▶ What to produce: All records are to be retyped faithfully and completely.

-- Provided material follows --

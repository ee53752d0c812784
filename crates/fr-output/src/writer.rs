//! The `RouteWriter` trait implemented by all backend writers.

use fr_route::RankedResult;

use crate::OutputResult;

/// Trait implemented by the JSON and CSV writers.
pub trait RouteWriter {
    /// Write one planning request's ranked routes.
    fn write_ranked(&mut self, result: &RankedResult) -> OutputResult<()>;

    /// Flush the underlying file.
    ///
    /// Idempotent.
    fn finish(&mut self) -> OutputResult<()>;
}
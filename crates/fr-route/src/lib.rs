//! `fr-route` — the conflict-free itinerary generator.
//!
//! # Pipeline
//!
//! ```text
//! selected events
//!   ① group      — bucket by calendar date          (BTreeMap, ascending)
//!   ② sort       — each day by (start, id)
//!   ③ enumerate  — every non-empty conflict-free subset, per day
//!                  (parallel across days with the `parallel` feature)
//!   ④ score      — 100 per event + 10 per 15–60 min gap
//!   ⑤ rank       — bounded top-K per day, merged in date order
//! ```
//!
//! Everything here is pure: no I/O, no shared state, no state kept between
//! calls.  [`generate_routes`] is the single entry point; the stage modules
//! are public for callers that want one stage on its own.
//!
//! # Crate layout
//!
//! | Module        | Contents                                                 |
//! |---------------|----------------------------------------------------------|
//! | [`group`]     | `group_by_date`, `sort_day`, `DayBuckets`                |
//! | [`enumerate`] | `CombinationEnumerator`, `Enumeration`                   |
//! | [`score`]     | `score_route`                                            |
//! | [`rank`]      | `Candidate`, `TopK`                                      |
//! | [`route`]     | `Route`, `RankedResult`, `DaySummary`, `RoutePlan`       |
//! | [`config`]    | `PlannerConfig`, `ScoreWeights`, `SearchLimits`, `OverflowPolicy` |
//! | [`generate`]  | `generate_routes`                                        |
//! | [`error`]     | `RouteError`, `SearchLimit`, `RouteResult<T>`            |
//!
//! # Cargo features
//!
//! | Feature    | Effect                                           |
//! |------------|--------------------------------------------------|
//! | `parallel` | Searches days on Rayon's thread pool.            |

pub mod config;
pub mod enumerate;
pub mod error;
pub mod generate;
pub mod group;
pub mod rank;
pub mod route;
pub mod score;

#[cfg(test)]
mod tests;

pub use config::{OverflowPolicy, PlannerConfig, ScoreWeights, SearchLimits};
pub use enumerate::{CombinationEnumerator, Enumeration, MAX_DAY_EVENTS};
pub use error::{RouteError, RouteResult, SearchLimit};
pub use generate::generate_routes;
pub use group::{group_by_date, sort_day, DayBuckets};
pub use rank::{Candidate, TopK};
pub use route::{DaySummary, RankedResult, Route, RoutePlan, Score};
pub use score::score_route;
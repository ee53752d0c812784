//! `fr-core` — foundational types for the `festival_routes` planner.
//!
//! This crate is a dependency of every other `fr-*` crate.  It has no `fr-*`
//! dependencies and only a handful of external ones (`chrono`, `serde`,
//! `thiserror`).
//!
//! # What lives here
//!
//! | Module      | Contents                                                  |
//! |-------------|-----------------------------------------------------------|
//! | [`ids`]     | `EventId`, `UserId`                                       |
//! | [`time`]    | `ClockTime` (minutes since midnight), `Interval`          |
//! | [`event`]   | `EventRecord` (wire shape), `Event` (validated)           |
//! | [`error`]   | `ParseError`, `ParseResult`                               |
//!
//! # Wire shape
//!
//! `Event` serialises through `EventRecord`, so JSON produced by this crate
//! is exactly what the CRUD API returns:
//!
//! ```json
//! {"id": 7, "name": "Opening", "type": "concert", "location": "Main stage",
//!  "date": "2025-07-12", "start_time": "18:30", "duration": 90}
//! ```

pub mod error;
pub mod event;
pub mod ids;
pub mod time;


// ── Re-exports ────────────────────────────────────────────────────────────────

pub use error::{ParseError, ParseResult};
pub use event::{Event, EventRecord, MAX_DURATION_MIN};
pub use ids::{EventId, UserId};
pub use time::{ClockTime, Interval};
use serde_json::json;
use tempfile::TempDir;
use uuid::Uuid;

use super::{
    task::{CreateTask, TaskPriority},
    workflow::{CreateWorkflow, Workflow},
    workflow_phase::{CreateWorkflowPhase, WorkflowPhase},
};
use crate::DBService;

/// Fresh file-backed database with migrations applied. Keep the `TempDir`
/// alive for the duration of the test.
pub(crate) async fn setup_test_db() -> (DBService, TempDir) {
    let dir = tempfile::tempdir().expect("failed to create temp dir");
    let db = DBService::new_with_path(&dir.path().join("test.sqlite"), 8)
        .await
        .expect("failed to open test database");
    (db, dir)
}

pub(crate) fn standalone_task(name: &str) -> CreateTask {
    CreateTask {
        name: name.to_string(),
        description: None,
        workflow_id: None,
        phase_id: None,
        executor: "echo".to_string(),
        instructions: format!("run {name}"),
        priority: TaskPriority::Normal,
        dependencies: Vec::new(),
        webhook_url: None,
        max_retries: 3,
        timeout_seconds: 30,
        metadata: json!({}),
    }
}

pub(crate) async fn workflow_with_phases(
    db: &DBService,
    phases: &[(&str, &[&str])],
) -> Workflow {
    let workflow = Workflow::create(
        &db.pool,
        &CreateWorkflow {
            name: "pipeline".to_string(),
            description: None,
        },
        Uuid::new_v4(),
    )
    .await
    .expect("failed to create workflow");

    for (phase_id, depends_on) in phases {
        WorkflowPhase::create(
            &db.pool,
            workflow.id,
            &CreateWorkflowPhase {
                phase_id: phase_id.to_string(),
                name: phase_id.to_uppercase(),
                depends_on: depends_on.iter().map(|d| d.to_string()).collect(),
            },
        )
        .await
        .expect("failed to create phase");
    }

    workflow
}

-- Provided material concluded --

▶ Answer to the problem:
repository ee53752d0c812784
filename crates/fr-output/src/writer.rs
//! The `RouteWriter` trait implemented by all backend writers.

use fr_route::RankedResult;

use crate::OutputResult;

/// Trait implemented by the JSON and CSV writers.
pub trait RouteWriter {
    /// Write one planning request's ranked routes.
    fn write_ranked(&mut self, result: &RankedResult) -> OutputResult<()>;

    /// Flush the underlying file.
    ///
    /// Idempotent.
    fn finish(&mut self) -> OutputResult<()>;
}
filename crates/fr-route/src/lib.rs
//! `fr-route` — the conflict-free itinerary generator.
//!
//! # Pipeline
//!
//! ```text
//! selected events
//!   ① group      — bucket by calendar date          (BTreeMap, ascending)
//!   ② sort       — each day by (start, id)
//!   ③ enumerate  — every non-empty conflict-free subset, per day
//!                  (parallel across days with the `parallel` feature)
//!   ④ score      — 100 per event + 10 per 15–60 min gap
//!   ⑤ rank       — bounded top-K per day, merged in date order
//! ```
//!
//! Everything here is pure: no I/O, no shared state, no state kept between
//! calls.  [`generate_routes`] is the single entry point; the stage modules
//! are public for callers that want one stage on its own.
//!
//! # Crate layout
//!
//! | Module        | Contents                                                 |
//! |---------------|----------------------------------------------------------|
//! | [`group`]     | `group_by_date`, `sort_day`, `DayBuckets`                |
//! | [`enumerate`] | `CombinationEnumerator`, `Enumeration`                   |
//! | [`score`]     | `score_route`                                            |
//! | [`rank`]      | `Candidate`, `TopK`                                      |
//! | [`route`]     | `Route`, `RankedResult`, `DaySummary`, `RoutePlan`       |
//! | [`config`]    | `PlannerConfig`, `ScoreWeights`, `SearchLimits`, `OverflowPolicy` |
//! | [`generate`]  | `generate_routes`                                        |
//! | [`error`]     | `RouteError`, `SearchLimit`, `RouteResult<T>`            |
//!
//! # Cargo features
//!
//! | Feature    | Effect                                           |
//! |------------|--------------------------------------------------|
//! | `parallel` | Searches days on Rayon's thread pool.            |

pub mod config;
pub mod enumerate;
pub mod error;
pub mod generate;
pub mod group;
pub mod rank;
pub mod route;
pub mod score;

#[cfg(test)]
mod tests;

pub use config::{OverflowPolicy, PlannerConfig, ScoreWeights, SearchLimits};
pub use enumerate::{CombinationEnumerator, Enumeration, MAX_DAY_EVENTS};
pub use error::{RouteError, RouteResult, SearchLimit};
pub use generate::generate_routes;
pub use group::{group_by_date, sort_day, DayBuckets};
pub use rank::{Candidate, TopK};
pub use route::{DaySummary, RankedResult, Route, RoutePlan, Score};
pub use score::score_route;
repository ee53752d0c812784
//! `fr-core` — foundational types for the `festival_routes` planner.
//!
//! This crate is a dependency of every other `fr-*` crate.  It has no `fr-*`
//! dependencies and only a handful of external ones (`chrono`, `serde`,
//! `thiserror`).
//!
//! # What lives here
//!
//! | Module      | Contents                                                  |
//! |-------------|-----------------------------------------------------------|
//! | [`ids`]     | `EventId`, `UserId`                                       |
//! | [`time`]    | `ClockTime` (minutes since midnight), `Interval`          |
//! | [`event`]   | `EventRecord` (wire shape), `Event` (validated)           |
//! | [`error`]   | `ParseError`, `ParseResult`                               |
//!
//! # Wire shape
//!
//! `Event` serialises through `EventRecord`, so JSON produced by this crate
//! is exactly what the CRUD API returns:
//!
//! ```json
//! {"id": 7, "name": "Opening", "type": "concert", "location": "Main stage",
//!  "date": "2025-07-12", "start_time": "18:30", "duration": 90}
//! ```

pub mod error;
pub mod event;
pub mod ids;
pub mod time;


// ── Re-exports ────────────────────────────────────────────────────────────────

pub use error::{ParseError, ParseResult};
pub use event::{Event, EventRecord, MAX_DURATION_MIN};
pub use ids::{EventId, UserId};
pub use time::{ClockTime, Interval};
use serde_json::json;
use tempfile::TempDir;
use uuid::Uuid;

use super::{
    task::{CreateTask, TaskPriority},
    workflow::{CreateWorkflow, Workflow},
    workflow_phase::{CreateWorkflowPhase, WorkflowPhase},
};
use crate::DBService;

/// Fresh file-backed database with migrations applied. Keep the `TempDir`
/// alive for the duration of the test.
pub(crate) async fn setup_test_db() -> (DBService, TempDir) {
    let dir = tempfile::tempdir().expect("failed to create temp dir");
    let db = DBService::new_with_path(&dir.path().join("test.sqlite"), 8)
        .await
        .expect("failed to open test database");
    (db, dir)
}

pub(crate) fn standalone_task(name: &str) -> CreateTask {
    CreateTask {
        name: name.to_string(),
        description: None,
        workflow_id: None,
        phase_id: None,
        executor: "echo".to_string(),
        instructions: format!("run {name}"),
        priority: TaskPriority::Normal,
        dependencies: Vec::new(),
        webhook_url: None,
        max_retries: 3,
        timeout_seconds: 30,
        metadata: json!({}),
    }
}

pub(crate) async fn workflow_with_phases(
    db: &DBService,
    phases: &[(&str, &[&str])],
) -> Workflow {
    let workflow = Workflow::create(
        &db.pool,
        &CreateWorkflow {
            name: "pipeline".to_string(),
            description: None,
        },
        Uuid::new_v4(),
    )
    .await
    .expect("failed to create workflow");

    for (phase_id, depends_on) in phases {
        WorkflowPhase::create(
            &db.pool,
            workflow.id,
            &CreateWorkflowPhase {
                phase_id: phase_id.to_string(),
                name: phase_id.to_uppercase(),
                depends_on: depends_on.iter().map(|d| d.to_string()).collect(),
            },
        )
        .await
        .expect("failed to create phase");
    }

    workflow
}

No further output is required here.